Obviously, overpopulation is not the only problem facing community members of the global village. Many people express anxiety over what they see as an approaching “perfect storm.” “If we wanted to bring about the extinction of the human race as quickly as possible, how might we proceed? We could begin by destroying the planet’s atmosphere, making it incapable of supporting human life. We could invent bombs capable of obliterating the entire planet, and place them in the hands of those desperate enough to detonate them. We could bioengineer our main food sources—rice, wheat and corn—in such a way that a single disease could bring about a catastrophic famine. But the most effective measure, counterintuitive as it may be, would be to increase our numbers.”

Economists use the term “multiplier.” The greater the number of people on the planet, the more likely any one of the disasters listed above would occur. With a population of 7 billion today and a projected population of 15.8 billion by the year 2100 are we approaching the carrying capacity of the planet? “Biologists have calculated that an ideal population—the number at which everyone could live at a first-world level of consumption, without ruining the planet irretrievably—would be 1.5 billion.”

Oh! Oh! Is it too late? With the emerging economies in nations like Brazil, Russia, China and India striving to develop a larger middle class, what effect will these pressures have on the possibility of a sustainable world population? English economist, Thomas Malthus (1766-1834), also predicted a catastrophe for humanity due to overpopulation but this time it seems more ominous. What happens when the standard of living of current third world nations moves upward?

“Much of the current population growth comes in the developing world, where carbon consumption remains low, so the environmental effect is relatively muted. The next thousand Americans will do more than twice as much damage as the next hundred thousand Nigerians, though that is hardly a cause for celebration.”

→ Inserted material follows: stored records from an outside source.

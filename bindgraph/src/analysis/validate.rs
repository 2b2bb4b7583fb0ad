//! The final consistency pass over the completed graph.

use indexmap::IndexSet;
use tracing::trace;

use super::Analysis;
use crate::diagnostics::Diagnostic;
use crate::markers;
use crate::model::{ObjectKind, OutputFormat, StructDescriptor};
use crate::options::UnknownTypes;
use crate::symbols::{Element, TypeKind, simple_name_of};

/// Names used when describing a mixin in diagnostics.
struct MixinWording {
    what: &'static str,
    one: &'static str,
}

const INTERFACE: MixinWording = MixinWording {
    what: "interface",
    one: "implementation",
};

const ABSTRACT_CLASS: MixinWording = MixinWording {
    what: "abstract class",
    one: "concrete extension",
};

fn capitalized(what: &str) -> String {
    let mut chars = what.chars();
    match chars.next() {
        Some(first) => first.to_uppercase().chain(chars).collect(),
        None => String::new(),
    }
}

impl<'a> Analysis<'a> {
    fn mixin_wording(&self, name: &str) -> MixinWording {
        match self.lookup(name) {
            Some(symbol) if symbol.kind == TypeKind::Interface => INTERFACE,
            _ => ABSTRACT_CLASS,
        }
    }

    /// Run every graph-level check on one descriptor, then finalize it.
    pub(crate) fn validate_struct(&mut self, name: &str) {
        let Some(info) = self.structs.get(name).cloned() else {
            return;
        };
        trace!(name, "validating");
        let location = Element::ty(name);
        let declared_by = info.discovered_via.clone();
        let error = |message: String| {
            Diagnostic::error(message)
                .at(location.clone())
                .declared_by(declared_by.clone())
        };
        let policy = self.options.unknown_types;
        let coded_elsewhere = info.converter.is_some() || info.is_self_coding;
        let is_class = info.kind == ObjectKind::Class && !coded_elsewhere;

        if is_class
            && info.selected_constructor.is_none()
            && let Some(matching) = &info.matching_constructors
        {
            let message = if matching.is_empty() {
                format!(
                    "No matching constructors found for '{name}'. Make sure there is at least one matching constructor available."
                )
            } else {
                format!(
                    "Multiple matching constructors found for '{name}'. Declare the constructor to use with {} or an alternative constructor marker.",
                    simple_name_of(markers::COMPILED_JSON)
                )
            };
            self.report(error(message));
        }

        if policy != UnknownTypes::Allow {
            self.check_unresolved_references(&info);
            self.check_mixin_references(&info);
            if info.kind == ObjectKind::Mixin && info.implementers.is_empty() {
                let wording = self.mixin_wording(name);
                let message = format!(
                    "{} ({name}) is referenced, but it doesn't have registered implementations with {}. \
                     At least one {} of specified {} must be declared with {} or allow unknown types during analysis",
                    capitalized(wording.what),
                    simple_name_of(markers::COMPILED_JSON),
                    wording.one,
                    wording.what,
                    simple_name_of(markers::COMPILED_JSON),
                );
                self.report(self.unknown_type_diagnostic(policy, message, location.clone(), &declared_by));
            }
        }

        if is_class
            && !info.has_empty_constructor()
            && let Some(selected) = &info.selected_constructor
        {
            for param in &selected.params {
                if !info.attributes.values().any(|attr| &attr.property == param) {
                    self.report(
                        Diagnostic::error(format!(
                            "Unable to find matching property: '{param}' used in constructor. \
                             Either retain parameter names or manually create an instance via converter"
                        ))
                        .at(Element::constructor(name, selected.index))
                        .declared_by(declared_by.clone()),
                    );
                }
            }
        }

        if info.hash_collision().is_some() {
            self.report(error(format!(
                "Duplicate hash value detected. Unable to create binding for: '{name}'. \
                 Remove (or reduce) alternative_names from {} to resolve this issue.{}",
                simple_name_of(markers::JSON_ATTRIBUTE),
                info.path_description()
            )));
        }

        let mut deserialize_target = None;
        if let Some(target) = &info.deserialize_as {
            if self.structs.contains_key(target) {
                deserialize_target = Some(target.clone());
            } else {
                self.report(error(format!(
                    "Unable to find metadata for: '{target}'. Add {} declaration to target type.",
                    simple_name_of(markers::COMPILED_JSON)
                )));
            }
        } else if info.kind == ObjectKind::Mixin {
            let mut names = IndexSet::new();
            for implementer in &info.implementers {
                let Some(actual) = self.structs.get(implementer).map(|s| s.discriminator().to_string()) else {
                    continue;
                };
                if names.contains(&actual) {
                    self.report(error(format!(
                        "Duplicate deserialization name detected: '{actual}' for mixin: {name}"
                    )));
                } else if actual.contains('\\') || actual.contains('"') {
                    self.report(error(format!(
                        "Invalid deserialization name (with quotes or escape chars) detected: '{actual}' for mixin: {name}"
                    )));
                }
                names.insert(actual);
            }
        }

        if is_class && !info.has_empty_constructor() {
            if self.options.require_empty_constructor {
                self.report(error(format!(
                    "'{name}' does not have an empty or matching constructor. A public no argument constructor is required{}",
                    info.path_description()
                )));
            } else if info
                .selected_constructor
                .as_ref()
                .is_none_or(|ctor| ctor.params.len() != info.attributes.len())
            {
                self.report(error(format!(
                    "'{name}' does not have an empty or matching constructor{}",
                    info.path_description()
                )));
            }
        }

        if info.has_format(OutputFormat::Array) {
            let mut indexes = IndexSet::new();
            for attr in info.attributes.values() {
                let at = attr.accessor.element();
                if !attr.has_index() && info.has_empty_constructor() {
                    self.report(
                        Diagnostic::error(format!(
                            "When array format is used all properties must have index order defined. Property {} doesn't have index defined",
                            attr.property
                        ))
                        .at(at)
                        .declared_by(declared_by.clone()),
                    );
                } else if attr.has_index() && !indexes.insert(attr.index) {
                    self.report(
                        Diagnostic::error(format!(
                            "Duplicate index detected on {}. Index values must be distinct to be used in array format",
                            attr.property
                        ))
                        .at(at)
                        .declared_by(declared_by.clone()),
                    );
                }
            }
        }

        if let Some(info) = self.structs.get_mut(name) {
            if deserialize_target.is_some() {
                info.deserialize_target = deserialize_target;
            }
            if info.is_compact {
                info.prepare_minified_names();
            }
            info.sort_attributes();
        }
    }

    fn unknown_type_diagnostic(
        &self,
        policy: UnknownTypes,
        message: String,
        location: Element,
        declared_by: &str,
    ) -> Diagnostic {
        let diagnostic = match policy {
            UnknownTypes::Error => Diagnostic::error(message),
            _ => Diagnostic::warning(message),
        };
        diagnostic.at(location).declared_by(declared_by)
    }

    /// Re-check references that were unknown when their attribute was
    /// resolved; types discovered since then no longer count.
    fn check_unresolved_references(&mut self, info: &StructDescriptor) {
        let policy = self.options.unknown_types;
        for (id, sig) in &info.unresolved_references {
            let attr = info.attributes.get(id);
            if attr.is_some_and(|a| a.converter.is_some() || a.is_self_coding) {
                continue;
            }
            let location = attr.map_or_else(|| Element::ty(&info.type_name), |a| a.accessor.element());
            for (part, known) in self.analyze_parts(sig) {
                if known {
                    continue;
                }
                let message = if part == *sig {
                    format!(
                        "Property {id} is referencing unknown type: '{sig}'. \
                         Register custom converter, mark property as ignored or enable unknown types"
                    )
                } else {
                    format!(
                        "Property {id} is referencing unknown type: '{sig}' which has an unknown part: '{part}'. \
                         Register custom converter, mark property as ignored or enable unknown types"
                    )
                };
                let diagnostic =
                    self.unknown_type_diagnostic(policy, message, location.clone(), &info.discovered_via);
                self.report(diagnostic);
            }
        }
    }

    /// Attributes typed with a mixin that no analyzed class implements.
    fn check_mixin_references(&mut self, info: &StructDescriptor) {
        for attr in info.attributes.values() {
            if attr.converter.is_some() || attr.is_self_coding {
                continue;
            }
            for part in self.analyze_parts(&attr.declared_type).into_keys() {
                let orphan = self
                    .structs
                    .get(&part)
                    .is_some_and(|s| s.kind == ObjectKind::Mixin && s.implementers.is_empty());
                if !orphan {
                    continue;
                }
                let wording = self.mixin_wording(&part);
                let marker = simple_name_of(markers::COMPILED_JSON);
                self.report(
                    Diagnostic::error(format!(
                        "Property {} is referencing {} ({part}) which doesn't have registered implementations with {marker}. \
                         At least one {} of specified {} must be declared with {marker} or allow unknown types during analysis",
                        attr.property, wording.what, wording.one, wording.what
                    ))
                    .at(attr.accessor.element())
                    .declared_by(info.discovered_via.clone()),
                );
            }
        }
    }
}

Curiously enough some of humanity’s most impressive achievements have helped create this overpopulation threat. “The culprits are modern medicine, which has caused life expectancy in the last two centuries to nearly double; innovations in agronomy, which have dramatically increased global food production; and a failure to provide contraception to women.”  The latter being a notable “lack of achievement” as well as a lack of compassion.

Ironically, getting the world’s population growth heading in reverse will not help. Weisman leaves us with a prophetic story which comes from his visit to Japan. Japan has a fertility rate of 1.4 children per female—below the replacement rate—and therefore has had a declining population since 2006. That’s good, we might say, we should strive for that goal in the rest of the world. Relax! Hold on a minute.

Japan’s aging population means that there are too many senior citizens and too few young people to take care of and support them. “Weisman visits Nagoya Science Park, where Japan’s oldest scientific firm has built RIBA II, a robotic [talking] white bear designed to carry elderly people around the house. It has large, widely-spaced black eyes, cute little ears and a painted smile.

“‘I will do my best,’ says the bear, as it approaches a man who is lying on a hospital bed … RIBA II slides one paw under the patient’s knees, the other behind his back. The robot cradles the man in its arms. It carries the man across the room, and lowers him tenderly into a wheelchair. ‘I’m finished,’ announces RIBA II, and it’s hard not to wonder whether the robot speaks for us all.”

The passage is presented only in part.